Mr. Curtis closed his eyes, and for some seconds appeared to be thinking very hard. Then the audience witnessed a remarkable phenomenon—a figure, the exact counterpart of Mr. Curtis, stepped out, as it were, from his body, and slowly walking round it three times, deliberately glided into it, and apparently amalgamated with it. The twelve members from the audience who were within a few feet of the alleged ethereal body, as it walked past them, declared they saw it most vividly, and that feature for feature, detail for detail, it was the exact counterpart of Mr. Curtis, whose material body remained standing, upright and motionless, with its eyes tightly closed. Our representative questioned several of these eye-witnesses very closely, and they were all most emphatic in their belief that what they had seen was a bona-fide case of spiritual projection. At the request of a large part of the audience, Mr. Curtis repeated his demonstration, a further complement of men from the stalls joining those already on the stage to witness the operation.

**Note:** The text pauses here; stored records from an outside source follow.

//! Compiled-in content modules.
//!
//! Every collection is a `'static` slice defined at build time and never mutated;
//! sections read only their own collection.

pub mod catalog;
pub mod domain;

use std::collections::HashSet;
use std::fmt;

use serde::Serialize;
use serde_json::Value;

pub use domain::{
    Accent, BiographyChapter, CertificationCategory, CertificationRecord, EducationRecord,
    ExperienceRecord, Identified, Metric, Profile, ProjectCategory, ProjectRecord,
    PublicationRecord, PublicationStatus, ResearchPillar, SocialLink, TestimonialCategory,
    TestimonialRecord, VerificationStatus,
};

use crate::filter::{filter, Category, CategoryFilter, Categorized, FilterError};

/// Collections addressable from the CLI and the JSON content API.
#[derive(Debug, Clone, Copy, PartialEq, Eq, Hash, Serialize)]
#[serde(rename_all = "snake_case")]
pub enum Collection {
    Publications,
    Experience,
    Education,
    Certifications,
    Testimonials,
    Projects,
}

impl Collection {
    pub const fn ordered() -> [Self; 6] {
        [
            Self::Publications,
            Self::Experience,
            Self::Education,
            Self::Certifications,
            Self::Testimonials,
            Self::Projects,
        ]
    }

    pub const fn slug(self) -> &'static str {
        match self {
            Self::Publications => "publications",
            Self::Experience => "experience",
            Self::Education => "education",
            Self::Certifications => "certifications",
            Self::Testimonials => "testimonials",
            Self::Projects => "projects",
        }
    }

    pub fn parse(raw: &str) -> Option<Self> {
        let raw = raw.trim();
        Self::ordered()
            .into_iter()
            .find(|collection| collection.slug().eq_ignore_ascii_case(raw))
    }

    pub const fn is_filterable(self) -> bool {
        matches!(
            self,
            Self::Certifications | Self::Testimonials | Self::Projects
        )
    }

    /// Category tab labels for filterable collections, "All" first.
    pub fn category_labels(self) -> Vec<&'static str> {
        fn labels<C: Category>() -> Vec<&'static str> {
            std::iter::once(CategoryFilter::<C>::ALL_LABEL)
                .chain(C::ordered().iter().map(|category| category.label()))
                .collect()
        }

        match self {
            Self::Certifications => labels::<CertificationCategory>(),
            Self::Testimonials => labels::<TestimonialCategory>(),
            Self::Projects => labels::<ProjectCategory>(),
            _ => Vec::new(),
        }
    }

    /// Records of this collection as JSON, narrowed by `category` when given.
    pub fn records(self, category: Option<&str>) -> Result<Vec<Value>, ContentError> {
        match (self, category) {
            (Self::Certifications, _) => select(catalog::certifications(), category),
            (Self::Testimonials, _) => select(catalog::testimonials(), category),
            (Self::Projects, _) => select(catalog::projects(), category),
            (_, Some(raw)) if !raw.trim().is_empty() => {
                Err(ContentError::NotFilterable { collection: self })
            }
            (Self::Publications, _) => to_values(catalog::publications().iter()),
            (Self::Experience, _) => to_values(catalog::experiences().iter()),
            (Self::Education, _) => to_values(catalog::education().iter()),
        }
    }
}

impl fmt::Display for Collection {
    fn fmt(&self, f: &mut fmt::Formatter<'_>) -> fmt::Result {
        f.write_str(self.slug())
    }
}

fn select<T>(items: &'static [T], category: Option<&str>) -> Result<Vec<Value>, ContentError>
where
    T: Categorized + Serialize,
{
    let selected = match category {
        Some(raw) => CategoryFilter::parse(raw)?,
        None => CategoryFilter::All,
    };
    to_values(filter(items, selected).into_iter())
}

fn to_values<'a, T, I>(items: I) -> Result<Vec<Value>, ContentError>
where
    T: Serialize + 'a,
    I: Iterator<Item = &'a T>,
{
    items
        .map(|item| serde_json::to_value(item).map_err(ContentError::Serialize))
        .collect()
}

#[derive(Debug, thiserror::Error)]
pub enum ContentError {
    #[error("duplicate id '{id}' in {collection}")]
    DuplicateId {
        collection: &'static str,
        id: &'static str,
    },
    #[error("unknown collection '{0}'")]
    UnknownCollection(String),
    #[error("{collection} cannot be filtered by category")]
    NotFilterable { collection: Collection },
    #[error(transparent)]
    Filter(#[from] FilterError),
    #[error("unable to serialize record: {0}")]
    Serialize(#[source] serde_json::Error),
}

/// Startup checks over the compiled-in collections.
pub struct Catalog;

impl Catalog {
    pub fn validate() -> Result<(), ContentError> {
        ensure_unique("publications", catalog::publications())?;
        ensure_unique("experience", catalog::experiences())?;
        ensure_unique("education", catalog::education())?;
        ensure_unique("certifications", catalog::certifications())?;
        ensure_unique("testimonials", catalog::testimonials())?;
        ensure_unique("projects", catalog::projects())?;
        ensure_unique("biography", catalog::biography())?;
        Ok(())
    }
}

pub fn ensure_unique<T: Identified>(
    collection: &'static str,
    records: &[T],
) -> Result<(), ContentError> {
    let mut seen = HashSet::with_capacity(records.len());
    for record in records {
        if !seen.insert(record.id()) {
            return Err(ContentError::DuplicateId {
                collection,
                id: record.id(),
            });
        }
    }
    Ok(())
}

Several tests were now applied to the ethereal body of Mr. Curtis, as it walked round his material body. One man, clutching at its sleeve, tried to detain it, but his hand passed through the sleeve, and held—nothing. Another man put out an arm to act as a barrier, and the projection, without swerving from its course, passed right through it; and, on the completion of the third round, disappeared as before.
In answer to inquiries, Mr. Curtis stated that the phenomenon might be taken as a good illustration of projections; and that he was prepared to project himself once again, in order to prove that it was erroneous to suppose that phantasms could not do all manner of physical actions. A deal table (upon which stood a tumbler and jug of water), a grandfather clock, and a piano were brought on to the stage, and Mr. Curtis once again projected his spirit form. The latter at once walked to the table, and, taking up the tumbler, filled it with water from the jug; after which it wound up the clock, and, sitting down on a seat in front of the piano, played "Killarney" and "The Star-spangled Banner." And then, amidst the wildest applause—the first time assuredly "a ghost" has ever received public plaudits in recognition of its services—it modestly re-entered its physical home.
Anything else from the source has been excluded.